Bug#605870: pdnsd: crashes on heavy load
I can reproduce this. pdnsd isn't actually crashing, but it does effectively stop serving requests. If I set the server to 'down', pdnsd quickly starts responding again. Setting the server to 'up' again stops DNS again.
If the queue time exceeds the client timeout limit, the client can no longer resolve names, even if pdnsd is responding. If upstream silently drops requests, queue time becomes ~2 min minimum. Some routers also add a 2 min delay to all DNS requests when loaded. Client timeout seems to be around 5 seconds for most programs, with 3 attempts made, so 15 seconds max.
There are 3 factors involved.
1) All requests must pass the queue before the cache is checked. This is a bug, and the main problem.
2) pdnsd cannot have a server timeout longer than its client timeout, but most clients only listen for about 5 seconds, while servers can take > 120s to reply under load. Some routers are especially bad for this.

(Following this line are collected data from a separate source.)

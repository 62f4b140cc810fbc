use mysql::prelude::*;
use mysql::{params, Pool, PooledConn, TxOpts};

use super::{StoreError, SummaryStore, SummaryTransaction};
use crate::config::DatabaseConfig;
use crate::summary::{DocumentId, SummaryDocument, SummaryEdge};

/// Collections as tables. Summaries are kept as JSON documents in their persisted shape.
pub const SCHEMA: &[&str] = &[
	"CREATE TABLE IF NOT EXISTS domains (
		id BIGINT UNSIGNED NOT NULL AUTO_INCREMENT PRIMARY KEY,
		domain VARCHAR(255) NOT NULL,
		UNIQUE KEY domain_name (domain)
	)",
	"CREATE TABLE IF NOT EXISTS dmarc_summaries (
		id BIGINT UNSIGNED NOT NULL AUTO_INCREMENT PRIMARY KEY,
		document LONGTEXT NOT NULL
	)",
	"CREATE TABLE IF NOT EXISTS domains_to_dmarc_summaries (
		id BIGINT UNSIGNED NOT NULL AUTO_INCREMENT PRIMARY KEY,
		_from BIGINT UNSIGNED NOT NULL,
		_to BIGINT UNSIGNED NOT NULL,
		start_date VARCHAR(32) NOT NULL,
		UNIQUE KEY domain_period (_from, start_date),
		FOREIGN KEY (_from) REFERENCES domains (id) ON DELETE CASCADE,
		FOREIGN KEY (_to) REFERENCES dmarc_summaries (id) ON DELETE CASCADE
	)",
];

/// Opens a connection pool from the `[database]` config section.
pub fn connect(config: &DatabaseConfig) -> Result<Pool, StoreError> {
	let pool = Pool::new(config.url().as_str())?;
	Ok(pool)
}

/// One pooled connection, used by exactly one unit of work.
pub struct MysqlStore {
	conn: PooledConn
}

impl MysqlStore {
	pub fn new(conn: PooledConn) -> MysqlStore {
		MysqlStore { conn }
	}

	pub fn from_pool(pool: &Pool) -> Result<MysqlStore, StoreError> {
		Ok(MysqlStore::new(pool.get_conn()?))
	}

	pub fn ensure_schema(&mut self) -> Result<(), StoreError> {
		for statement in SCHEMA {
			self.conn.query_drop(*statement)?;
		}
		Ok(())
	}
}

impl SummaryStore for MysqlStore {
	fn begin(&mut self) -> Result<Box<dyn SummaryTransaction + '_>, StoreError> {
		let tx = self.conn.start_transaction(TxOpts::default())?;
		Ok(Box::new(MysqlTransaction { tx }))
	}

	fn summaries_for_domain(&mut self, domain: &str) -> Result<Vec<(String, SummaryDocument)>, StoreError> {
		let mut cursor = self.conn.exec_iter(
			"SELECT e.start_date, s.document
			FROM domains d
			JOIN domains_to_dmarc_summaries e ON e._from = d.id
			JOIN dmarc_summaries s ON s.id = e._to
			WHERE d.domain = :domain
			ORDER BY e.start_date",
			params! { "domain" => domain },
		)?;

		let mut summaries = Vec::new();
		for row in cursor.by_ref() {
			let (start_date, document): (String, String) = mysql::from_row_opt(row?)
				.map_err(|_| StoreError::Rejected("unexpected summary row shape".to_string()))?;
			summaries.push((start_date, serde_json::from_str(&document)?));
		}

		Ok(summaries)
	}
}

struct MysqlTransaction<'a> {
	tx: mysql::Transaction<'a>
}

impl<'a> SummaryTransaction for MysqlTransaction<'a> {
	fn domain_id(&mut self, domain: &str) -> Result<Option<DocumentId>, StoreError> {
		// FOR UPDATE serializes concurrent writers for the same domain
		let id = self.tx.exec_first::<u64, _, _>(
			"SELECT id FROM domains WHERE domain = :domain FOR UPDATE",
			params! { "domain" => domain },
		)?;
		Ok(id)
	}

	fn summary_edge(&mut self, domain: DocumentId, start_date: &str) -> Result<Option<SummaryEdge>, StoreError> {
		let row = self.tx.exec_first::<(u64, u64, u64, String), _, _>(
			"SELECT id, _from, _to, start_date FROM domains_to_dmarc_summaries
			WHERE _from = :domain AND start_date = :start_date FOR UPDATE",
			params! { "domain" => domain, "start_date" => start_date },
		)?;

		Ok(row.map(|(id, from, to, start_date)| SummaryEdge { id, from, to, start_date }))
	}

	fn insert_summary(&mut self, summary: &SummaryDocument) -> Result<DocumentId, StoreError> {
		let document = serde_json::to_string(summary)?;
		self.tx.exec_drop(
			"INSERT INTO dmarc_summaries (document) VALUES (:document)",
			params! { "document" => document },
		)?;

		self.tx.last_insert_id()
			.ok_or_else(|| StoreError::Rejected("summary insert returned no id".to_string()))
	}

	fn replace_summary(&mut self, id: DocumentId, summary: &SummaryDocument) -> Result<(), StoreError> {
		let document = serde_json::to_string(summary)?;
		self.tx.exec_drop(
			"UPDATE dmarc_summaries SET document = :document WHERE id = :id",
			params! { "document" => document, "id" => id },
		)?;

		if self.tx.affected_rows() == 0 {
			// either gone, or byte-identical to what is stored
			let exists = self.tx.exec_first::<u64, _, _>(
				"SELECT id FROM dmarc_summaries WHERE id = :id",
				params! { "id" => id },
			)?;
			if exists.is_none() {
				return Err(StoreError::Rejected(format!("summary {} linked by edge does not exist", id)));
			}
		}

		Ok(())
	}

	fn insert_edge(&mut self, from: DocumentId, to: DocumentId, start_date: &str) -> Result<DocumentId, StoreError> {
		self.tx.exec_drop(
			"INSERT INTO domains_to_dmarc_summaries (_from, _to, start_date) VALUES (:from, :to, :start_date)",
			params! { "from" => from, "to" => to, "start_date" => start_date },
		)?;

		self.tx.last_insert_id()
			.ok_or_else(|| StoreError::Rejected("edge insert returned no id".to_string()))
	}

	fn commit(self: Box<Self>) -> Result<(), StoreError> {
		let this = *self;
		this.tx.commit()?;
		Ok(())
	}
}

3) pdnsd does not merge duplicate requests. A bug in and of itself, and it compounds the problem by making 1 and 2 worse.
What needs to be done:
1) If a fresh cache entry is available, pdnsd should respond immediately, even if there is a queue, and even if the queue is full. That is, the queue should only be used for cache misses and stale entries.
2) It should be possible to set the client timeout shorter than the server timeout. In particular, pdnsd should be able to send a stale record, or even SERVFAIL while still listening for a reply from upstream, or even if the request is in queue. That is, the client timeout clock should start when a request is received, but the server timeout should not start until a request is sent. There are 3 situations that could have different timeouts:
2a) On a cache miss, pdnsd could time out the client and reply SERVFAIL before the server connection times out. If enabled, this should even time out while the request is in queue. If the request was in queue, it should be queued at low priority, or dropped. eg: client timeout could be 110s, while server timeout is 150s.
2b) On a stale cache entry, but no queue, it should be possible to set the client timeout shorter than the server timeout. That is, pdnsd would reply from stale cache while still listening for the server response. eg: Reply from stale cache in 4 sec, but still listen 150 sec for the server to respond.
2c) On a stale cache entry and a queue, it should be possible to tell pdnsd to reply from cache instantly, and queue the name at low priority, or drop it.
3) If a request comes in for a name that is already active, or in the queue, pdnsd should only send one request upstream, and then give the reply to all requesters. pdnsd should handle its own retries, as long as any client is waiting for the name. If all clients timed out while a request is in queue, it should be handled at lower priority, or even dropped.
My ISP uses some really flakey DNS servers that often silently drop ~50% of requests. Some servers are better than others.
I'm also using a Linksys router that suffers from DNS loading issues. When overloaded, its response time exceeds 120 seconds, and it starts silently dropping requests too. This happens every time upstream acts up, as the router starts queuing.
I have pdnsd on each machine on my network. They all exhibit this problem.
-- System Information:
Debian Release: jessie/sid
APT prefers testing
APT policy: (990, 'testing'), (500, 'unstable'), (1, 'experimental')
Architecture: amd64 (x86_64)
Foreign Architectures: i386
Kernel: Linux 3.2.0-4-amd64 (SMP w/2 CPU cores)
Locale: LANG=en_CA.UTF-8, LC_CTYPE=en_CA.UTF-8 (charmap=UTF-8)
Shell: /bin/sh linked to /bin/dash
Versions of packages pdnsd depends on:
ii adduser 3.113+nmu3
ii debconf [debconf-2.0] 1.5.50
ii libc6 2.17-3
Versions of packages pdnsd recommends:
pn resolvconf <none>
pdnsd suggests no packages.
server_ip = 127.0.0.1; // Use eth0 here if you want to allow other
// machines on your network to query pdnsd.
status_ctl = on;
min_ttl=3600; // Retain cached entries at least 1 hour.
max_ttl=2419200; // One month.
timeout=10; // Global timeout option (10 seconds).